> _Task directions_
Write down exactly the lines of the records below, beginning with the first and ending with the line that includes "of remote object".

> _Input_

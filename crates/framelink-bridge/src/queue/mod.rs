//! The channel queue.
//!
//! One queue per directed relationship between two contexts. It owns the
//! outbound buffer, the kind-handler table, the directory of remote object
//! proxies and hosted elements, the transport, and the event bridge bound
//! to the local event target.
//!
//! Dispatch rule for inbound traffic: route by `proxy_id` first, then by
//! `kind`. An absent id targets the queue's own handler table; a present id
//! targets the matching directory entry, and an unknown id is a silent
//! no-op so one stale message never poisons the rest of its batch.

use std::collections::HashMap;
use std::sync::{Arc, Mutex, MutexGuard, PoisonError, Weak};

use dashmap::DashMap;
use serde_json::Value;

use framelink_core::identity::ProxyId;
use framelink_core::protocol::{decode_batch, encode_batch, BatchFrame, Message, MessageKind};

use crate::bridge::{EventBridge, EventListener, EventTarget, ListenerId, RemoteEvent};
use crate::config::ChannelConfig;
use crate::proxy::host::{ElementHost, EventSink};
use crate::transport::Transport;

/// Lock a mutex, shrugging off poisoning: a panicked handler on another
/// thread must not wedge the channel.
pub(crate) fn lock<T: ?Sized>(m: &Mutex<T>) -> MutexGuard<'_, T> {
    m.lock().unwrap_or_else(PoisonError::into_inner)
}

type KindHandler = Arc<Mutex<dyn FnMut(Message) + Send>>;

/// The shared outbound buffer. Insertion order is send order.
#[derive(Clone, Default)]
pub(crate) struct Outbox {
    buf: Arc<Mutex<Vec<Message>>>,
}

impl Outbox {
    /// Append; never blocks, never validates.
    pub(crate) fn push(&self, msg: Message) {
        lock(&self.buf).push(msg);
    }

    fn drain(&self) -> Vec<Message> {
        std::mem::take(&mut *lock(&self.buf))
    }

    pub(crate) fn len(&self) -> usize {
        lock(&self.buf).len()
    }
}

pub(crate) struct ProxyEntry {
    type_tag: String,
    listeners: Mutex<HashMap<String, Vec<(ListenerId, EventListener)>>>,
}

pub(crate) struct HostEntry {
    host: Mutex<Box<dyn ElementHost>>,
}

pub(crate) enum DirectoryEntry {
    /// Local stand-in for a far-side object.
    Proxy(ProxyEntry),
    /// Real object materialized here on behalf of a far-side proxy.
    Host(HostEntry),
}

struct QueueInner {
    outbox: Outbox,
    handlers: DashMap<MessageKind, KindHandler>,
    directory: DashMap<ProxyId, DirectoryEntry>,
    transport: Mutex<Box<dyn Transport>>,
    bridge: EventBridge,
    soft_batch_cap: usize,
}

/// Cheap-clone handle to one channel queue.
#[derive(Clone)]
pub struct ChannelQueue {
    inner: Arc<QueueInner>,
}

/// Non-owning queue handle for handler closures, so the handler table never
/// keeps its own queue alive.
#[derive(Clone)]
pub struct WeakQueue {
    inner: Weak<QueueInner>,
}

impl WeakQueue {
    pub fn upgrade(&self) -> Option<ChannelQueue> {
        self.inner.upgrade().map(|inner| ChannelQueue { inner })
    }
}

impl ChannelQueue {
    /// Build a queue over a transport, bound to the local event target.
    pub fn new(transport: Box<dyn Transport>, target: Arc<dyn EventTarget>) -> Self {
        Self::with_config(transport, target, &ChannelConfig::default())
    }

    pub fn with_config(
        transport: Box<dyn Transport>,
        target: Arc<dyn EventTarget>,
        cfg: &ChannelConfig,
    ) -> Self {
        let outbox = Outbox::default();
        let bridge = EventBridge::new(outbox.clone(), target);
        let queue = Self {
            inner: Arc::new(QueueInner {
                outbox,
                handlers: DashMap::new(),
                directory: DashMap::new(),
                transport: Mutex::new(transport),
                bridge,
                soft_batch_cap: cfg.max_batch_len,
            }),
        };
        queue.install_builtins();
        queue
    }

    /// Pre-wire the listener-mirroring handlers to the bound event target.
    fn install_builtins(&self) {
        let bridge = self.inner.bridge.clone();
        self.register_handler(MessageKind::AddListener, move |msg| {
            if let Some(ty) = msg.payload.get("type").and_then(Value::as_str) {
                bridge.subscribe_remote(ty);
            }
        });

        let bridge = self.inner.bridge.clone();
        self.register_handler(MessageKind::RemoveListener, move |msg| {
            if let Some(ty) = msg.payload.get("type").and_then(Value::as_str) {
                bridge.unsubscribe_remote(ty);
            }
        });

        let bridge = self.inner.bridge.clone();
        self.register_handler(MessageKind::Event, move |msg| {
            bridge.dispatch_payload(&msg.payload);
        });
    }

    pub fn downgrade(&self) -> WeakQueue {
        WeakQueue {
            inner: Arc::downgrade(&self.inner),
        }
    }

    // --------------------
    // Outbound
    // --------------------

    /// Append to the outbound buffer. Never blocks; serializability is only
    /// checked at flush time.
    pub fn enqueue(&self, msg: Message) {
        self.inner.outbox.push(msg);
    }

    /// Drain and ship the current batch.
    ///
    /// No-op when empty. The buffer is cleared whether or not the send
    /// succeeds: encode and transport failures are logged and the batch is
    /// lost, never retried. Occasional dropped input is tolerable in this
    /// domain; a stuck queue is not.
    pub fn flush(&self) {
        let batch = self.inner.outbox.drain();
        if batch.is_empty() {
            return;
        }
        if batch.len() > self.inner.soft_batch_cap {
            tracing::warn!(
                len = batch.len(),
                cap = self.inner.soft_batch_cap,
                "batch exceeds soft cap"
            );
        }
        let frame = match encode_batch(batch) {
            Ok(frame) => frame,
            Err(e) => {
                tracing::warn!(error = %e, "batch encode failed; batch dropped");
                return;
            }
        };
        if let Err(e) = lock(&self.inner.transport).send(frame) {
            tracing::warn!(error = %e, "transport send failed; batch dropped");
        }
    }

    /// Outbound messages waiting for the next flush.
    pub fn pending_outbound(&self) -> usize {
        self.inner.outbox.len()
    }

    /// Enqueue a frame tick for the far side's frame driver.
    pub fn push_tick(&self) {
        self.enqueue(Message::new(MessageKind::Tick, Value::Object(Default::default())));
    }

    // --------------------
    // Inbound
    // --------------------

    /// Decode and dispatch one received frame. Malformed frames are logged
    /// and dropped whole.
    pub fn on_frame(&self, frame: BatchFrame) {
        match decode_batch(frame) {
            Ok(batch) => self.on_batch(batch),
            Err(e) => tracing::warn!(error = %e, "inbound frame undecodable; dropped"),
        }
    }

    /// Dispatch a decoded batch in order.
    pub fn on_batch(&self, batch: Vec<Message>) {
        for msg in batch {
            match msg.proxy_id {
                Some(id) => self.dispatch_directory(id, msg),
                None => self.dispatch_kind(msg),
            }
        }
    }

    /// Register (or replace) the handler for a queue-targeted kind.
    pub fn register_handler(
        &self,
        kind: MessageKind,
        f: impl FnMut(Message) + Send + 'static,
    ) {
        self.inner
            .handlers
            .insert(kind, Arc::new(Mutex::new(f)) as KindHandler);
    }

    /// Register the far side's frame-tick hook.
    pub fn on_tick(&self, mut f: impl FnMut() + Send + 'static) {
        self.register_handler(MessageKind::Tick, move |_| f());
    }

    fn dispatch_kind(&self, msg: Message) {
        let Some(handler) = self.inner.handlers.get(&msg.kind).map(|h| h.value().clone())
        else {
            tracing::debug!(kind = ?msg.kind, "no handler registered; message dropped");
            return;
        };
        let mut f = lock(&handler);
        (*f)(msg);
    }

    fn dispatch_directory(&self, id: ProxyId, msg: Message) {
        let Some(entry) = self.inner.directory.get(&id) else {
            tracing::debug!(proxy = %id, kind = ?msg.kind, "unknown identity; message dropped");
            return;
        };
        match entry.value() {
            DirectoryEntry::Proxy(p) => {
                if msg.kind != MessageKind::Event {
                    tracing::debug!(proxy = %id, kind = ?msg.kind, "unexpected kind for proxy entry");
                    return;
                }
                let ev = RemoteEvent::from_payload(&msg.payload);
                let targets: Vec<EventListener> = lock(&p.listeners)
                    .get(ev.event_type())
                    .map(|v| v.iter().map(|(_, l)| l.clone()).collect())
                    .unwrap_or_default();
                // Listeners may touch the directory; release the shard first.
                drop(entry);
                for l in targets {
                    let mut f = lock(&l);
                    (*f)(&ev);
                }
            }
            DirectoryEntry::Host(h) => {
                let mut host = lock(&h.host);
                match msg.kind {
                    MessageKind::ObjectMethodCall => {
                        let name = msg.payload.get("name").and_then(Value::as_str).unwrap_or_default();
                        let args = msg
                            .payload
                            .get("args")
                            .and_then(Value::as_array)
                            .cloned()
                            .unwrap_or_default();
                        host.invoke(name, &args);
                    }
                    MessageKind::ObjectPropertySet => {
                        let name = msg.payload.get("name").and_then(Value::as_str).unwrap_or_default();
                        let value = msg.payload.get("value").cloned().unwrap_or(Value::Null);
                        host.set_property(name, &value);
                    }
                    MessageKind::ObjectAddListener => {
                        if let Some(ty) = msg.payload.get("type").and_then(Value::as_str) {
                            let sink = EventSink::new(self.inner.outbox.clone(), id);
                            host.attach_listener(ty, sink);
                        }
                    }
                    MessageKind::ObjectRemoveListener => {
                        if let Some(ty) = msg.payload.get("type").and_then(Value::as_str) {
                            host.detach_listener(ty);
                        }
                    }
                    _ => {
                        tracing::debug!(proxy = %id, kind = ?msg.kind, "unexpected kind for host entry");
                    }
                }
            }
        }
    }

    // --------------------
    // Bridge passthrough
    // --------------------

    pub fn bridge(&self) -> &EventBridge {
        &self.inner.bridge
    }

    /// Listen for events forwarded from the far side's real input source.
    pub fn add_event_listener(
        &self,
        ty: &str,
        f: impl FnMut(&RemoteEvent) + Send + 'static,
    ) -> ListenerId {
        self.inner.bridge.add_event_listener(ty, f)
    }

    pub fn remove_event_listener(&self, ty: &str, id: ListenerId) {
        self.inner.bridge.remove_event_listener(ty, id);
    }

    // --------------------
    // Directory
    // --------------------

    pub(crate) fn register_proxy(&self, id: ProxyId, type_tag: &str) {
        self.inner.directory.insert(
            id,
            DirectoryEntry::Proxy(ProxyEntry {
                type_tag: type_tag.to_string(),
                listeners: Mutex::new(HashMap::new()),
            }),
        );
    }

    pub(crate) fn insert_host(&self, id: ProxyId, host: Box<dyn ElementHost>) {
        if self
            .inner
            .directory
            .insert(id, DirectoryEntry::Host(HostEntry { host: Mutex::new(host) }))
            .is_some()
        {
            tracing::debug!(proxy = %id, "duplicate create replaced existing directory entry");
        }
    }

    pub(crate) fn add_proxy_listener(
        &self,
        id: ProxyId,
        ty: &str,
        lid: ListenerId,
        l: EventListener,
    ) {
        if let Some(entry) = self.inner.directory.get(&id) {
            if let DirectoryEntry::Proxy(p) = entry.value() {
                lock(&p.listeners)
                    .entry(ty.to_string())
                    .or_default()
                    .push((lid, l));
            }
        }
    }

    pub(crate) fn remove_proxy_listener(&self, id: ProxyId, ty: &str, lid: ListenerId) {
        if let Some(entry) = self.inner.directory.get(&id) {
            if let DirectoryEntry::Proxy(p) = entry.value() {
                if let Some(entries) = lock(&p.listeners).get_mut(ty) {
                    entries.retain(|(other, _)| *other != lid);
                }
            }
        }
    }

    pub(crate) fn outbox(&self) -> Outbox {
        self.inner.outbox.clone()
    }

    /// Type tag recorded for an identity, if the directory knows it as a
    /// proxy.
    pub fn directory_type_tag(&self, id: ProxyId) -> Option<String> {
        self.inner.directory.get(&id).and_then(|e| match e.value() {
            DirectoryEntry::Proxy(p) => Some(p.type_tag.clone()),
            DirectoryEntry::Host(_) => None,
        })
    }

    pub fn directory_len(&self) -> usize {
        self.inner.directory.len()
    }
}
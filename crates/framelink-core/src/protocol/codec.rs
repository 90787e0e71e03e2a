//! Batch encode/decode.
//!
//! The wire text is a JSON array of `{kind, proxy_id?, payload,
//! transfer_len}` records. Transferables cannot serialize; they travel in a
//! frame-level list, in message order, and `transfer_len` says how many each
//! message contributed so decode can rebind them positionally.

use serde::{Deserialize, Serialize};
use serde_json::Value;

use crate::error::{FramelinkError, Result};
use crate::identity::ProxyId;
use crate::protocol::message::{Message, MessageKind, Transferable};

/// Serialized form of one message.
#[derive(Debug, Serialize, Deserialize)]
#[serde(deny_unknown_fields)]
struct WireMessage {
    kind: MessageKind,
    #[serde(default, skip_serializing_if = "Option::is_none")]
    proxy_id: Option<ProxyId>,
    #[serde(default)]
    payload: Value,
    #[serde(default)]
    transfer_len: u32,
}

/// One flush worth of traffic.
#[derive(Debug)]
pub struct BatchFrame {
    /// JSON array of wire messages, in enqueue order.
    pub wire: String,
    /// Transferred resources, concatenated in message order.
    pub transfer: Vec<Transferable>,
}

/// Encode a drained batch. Consumes the messages; transferables move into
/// the frame.
pub fn encode_batch(batch: Vec<Message>) -> Result<BatchFrame> {
    let mut wire = Vec::with_capacity(batch.len());
    let mut transfer = Vec::new();
    for msg in batch {
        wire.push(WireMessage {
            kind: msg.kind,
            proxy_id: msg.proxy_id,
            payload: msg.payload,
            transfer_len: msg.transfer.len() as u32,
        });
        transfer.extend(msg.transfer);
    }
    let wire = serde_json::to_string(&wire)
        .map_err(|e| FramelinkError::Codec(format!("batch encode failed: {e}")))?;
    Ok(BatchFrame { wire, transfer })
}

/// Decode a received frame back into messages, rebinding transferables.
pub fn decode_batch(frame: BatchFrame) -> Result<Vec<Message>> {
    let wire: Vec<WireMessage> = serde_json::from_str(&frame.wire)
        .map_err(|e| FramelinkError::Codec(format!("batch decode failed: {e}")))?;

    let declared: u64 = wire.iter().map(|m| u64::from(m.transfer_len)).sum();
    if declared != frame.transfer.len() as u64 {
        return Err(FramelinkError::Codec(format!(
            "transfer list mismatch: declared {declared}, got {}",
            frame.transfer.len()
        )));
    }

    let mut resources = frame.transfer.into_iter();
    let mut out = Vec::with_capacity(wire.len());
    for wm in wire {
        let transfer: Vec<Transferable> =
            resources.by_ref().take(wm.transfer_len as usize).collect();
        out.push(Message {
            kind: wm.kind,
            proxy_id: wm.proxy_id,
            payload: wm.payload,
            transfer,
        });
    }
    Ok(out)
}
//! Remote object proxies and their far-side hosts.

#![allow(clippy::unwrap_used)]
#![allow(clippy::expect_used)]
#![allow(clippy::panic)]

use std::collections::HashSet;
use std::sync::{Arc, Mutex};

use serde_json::{json, Value};

use framelink_bridge::proxy::host::{install_element_host, ElementHost, EventSink};
use framelink_bridge::proxy::{capability_for, RemoteObjectProxy, VIDEO_CAPABILITY};
use framelink_bridge::queue::ChannelQueue;
use framelink_bridge::transport::{in_proc, Transport};
use framelink_bridge::LocalEventHub;
use framelink_core::protocol::{decode_batch, BatchFrame, Message, MessageKind};
use framelink_core::{ProxyId, Result};

#[derive(Clone, Default)]
struct CollectTransport {
    frames: Arc<Mutex<Vec<BatchFrame>>>,
}

impl Transport for CollectTransport {
    fn send(&mut self, frame: BatchFrame) -> Result<()> {
        self.frames.lock().unwrap().push(frame);
        Ok(())
    }
}

fn hub() -> Arc<LocalEventHub> {
    Arc::new(LocalEventHub::new())
}

#[derive(Clone, Default)]
struct Recording {
    invocations: Arc<Mutex<Vec<(String, Vec<Value>)>>>,
    properties: Arc<Mutex<Vec<(String, Value)>>>,
}

struct RecordingHost {
    record: Recording,
    sinks: Vec<(String, EventSink)>,
}

impl ElementHost for RecordingHost {
    fn invoke(&mut self, method: &str, args: &[Value]) {
        self.record
            .invocations
            .lock()
            .unwrap()
            .push((method.to_string(), args.to_vec()));
        if method == "play" {
            for (ty, sink) in &self.sinks {
                if ty == "playing" {
                    sink.emit("playing", json!({ "currentTime": 0.0 }));
                }
            }
        }
    }

    fn set_property(&mut self, name: &str, value: &Value) {
        self.record
            .properties
            .lock()
            .unwrap()
            .push((name.to_string(), value.clone()));
    }

    fn attach_listener(&mut self, ty: &str, sink: EventSink) {
        self.sinks.push((ty.to_string(), sink));
    }

    fn detach_listener(&mut self, ty: &str) {
        self.sinks.retain(|(t, _)| t != ty);
    }
}

#[test]
fn proxies_get_distinct_identities_and_directory_entries() {
    let q = ChannelQueue::new(Box::new(CollectTransport::default()), hub());
    let proxies: Vec<RemoteObjectProxy> = (0..8)
        .map(|_| RemoteObjectProxy::create(&q, &VIDEO_CAPABILITY))
        .collect();

    let ids: HashSet<ProxyId> = proxies.iter().map(RemoteObjectProxy::id).collect();
    assert_eq!(ids.len(), 8);
    assert_eq!(q.directory_len(), 8);
    for p in &proxies {
        assert_eq!(q.directory_type_tag(p.id()).as_deref(), Some("video"));
    }
}

#[test]
fn play_emits_exactly_one_method_call_message() {
    let transport = CollectTransport::default();
    let q = ChannelQueue::new(Box::new(transport.clone()), hub());

    let video = RemoteObjectProxy::create(&q, &VIDEO_CAPABILITY);
    q.flush(); // drain the OBJECT_CREATE batch
    transport.frames.lock().unwrap().clear();

    video.call_method("play", vec![]).unwrap();
    q.flush();

    let mut frames = transport.frames.lock().unwrap();
    assert_eq!(frames.len(), 1);
    let batch = decode_batch(frames.pop().unwrap()).unwrap();
    assert_eq!(batch.len(), 1);
    let msg = &batch[0];
    assert_eq!(msg.kind, MessageKind::ObjectMethodCall);
    assert_eq!(msg.proxy_id, Some(video.id()));
    assert_eq!(msg.payload["name"], json!("play"));
    assert_eq!(msg.payload["args"], json!([]));
}

#[test]
fn create_precedes_first_operation_in_the_same_batch() {
    let transport = CollectTransport::default();
    let q = ChannelQueue::new(Box::new(transport.clone()), hub());

    let video = RemoteObjectProxy::create(&q, &VIDEO_CAPABILITY);
    video.set_property("src", json!("clip.webm")).unwrap();
    q.flush();

    let mut frames = transport.frames.lock().unwrap();
    let batch = decode_batch(frames.pop().unwrap()).unwrap();
    assert_eq!(batch[0].kind, MessageKind::ObjectCreate);
    assert_eq!(batch[1].kind, MessageKind::ObjectPropertySet);
}

#[test]
fn capability_gates_methods_and_properties() {
    let q = ChannelQueue::new(Box::new(CollectTransport::default()), hub());
    let div = RemoteObjectProxy::create(&q, capability_for("div").unwrap());

    assert!(div.call_method("play", vec![]).is_err());
    assert!(div.set_property("src", json!("x")).is_err());

    let video = RemoteObjectProxy::create(&q, &VIDEO_CAPABILITY);
    assert!(video.call_method("play", vec![]).is_ok());
    assert!(video.call_method("load", vec![]).is_err());
}

#[test]
fn unsupported_tag_has_no_capability() {
    assert!(capability_for("marquee").is_none());
    assert!(capability_for("video").is_some());
}

#[test]
fn host_round_trip_through_two_queues() {
    let (proxy_ep, host_ep) = in_proc::pair();
    let proxy_side = ChannelQueue::new(Box::new(proxy_ep.transport), hub());
    let host_side = ChannelQueue::new(Box::new(host_ep.transport), hub());
    let mut proxy_inbound = proxy_ep.inbound;
    let mut host_inbound = host_ep.inbound;

    let record = Recording::default();
    let r = record.clone();
    install_element_host(&host_side, move |tag: &str| match tag {
        "video" => Some(Box::new(RecordingHost {
            record: r.clone(),
            sinks: Vec::new(),
        }) as Box<dyn ElementHost>),
        _ => None,
    });

    let video = RemoteObjectProxy::create(&proxy_side, &VIDEO_CAPABILITY);
    let played = Arc::new(Mutex::new(Vec::new()));
    let sink = played.clone();
    video.add_event_listener("playing", move |ev| {
        sink.lock()
            .unwrap()
            .push(ev.number("currentTime").unwrap());
    });
    video.set_property("src", json!("clip.webm")).unwrap();
    video.call_method("play", vec![]).unwrap();

    proxy_side.flush();
    while let Ok(frame) = host_inbound.try_recv() {
        host_side.on_frame(frame);
    }
    host_side.flush();
    while let Ok(frame) = proxy_inbound.try_recv() {
        proxy_side.on_frame(frame);
    }

    assert_eq!(
        *record.invocations.lock().unwrap(),
        vec![("play".to_string(), vec![])]
    );
    assert_eq!(
        *record.properties.lock().unwrap(),
        vec![("src".to_string(), json!("clip.webm"))]
    );
    // The host's playing event came back addressed to this proxy.
    assert_eq!(*played.lock().unwrap(), vec![0.0]);
}

#[test]
fn unknown_identity_does_not_derail_the_batch() {
    let q = ChannelQueue::new(Box::new(CollectTransport::default()), hub());
    let hits = Arc::new(Mutex::new(0u32));
    let n = hits.clone();
    q.on_tick(move || *n.lock().unwrap() += 1);

    q.on_batch(vec![
        Message::for_proxy(MessageKind::Event, ProxyId::generate(), json!({ "type": "x" })),
        Message::for_proxy(
            MessageKind::ObjectMethodCall,
            ProxyId::generate(),
            json!({ "name": "play", "args": [] }),
        ),
        Message::new(MessageKind::Tick, json!({})),
    ]);

    assert_eq!(*hits.lock().unwrap(), 1);
}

> _Reply to the exercise_
filename crates/framelink-bridge/src/queue/mod.rs
//! The channel queue.
//!
//! One queue per directed relationship between two contexts. It owns the
//! outbound buffer, the kind-handler table, the directory of remote object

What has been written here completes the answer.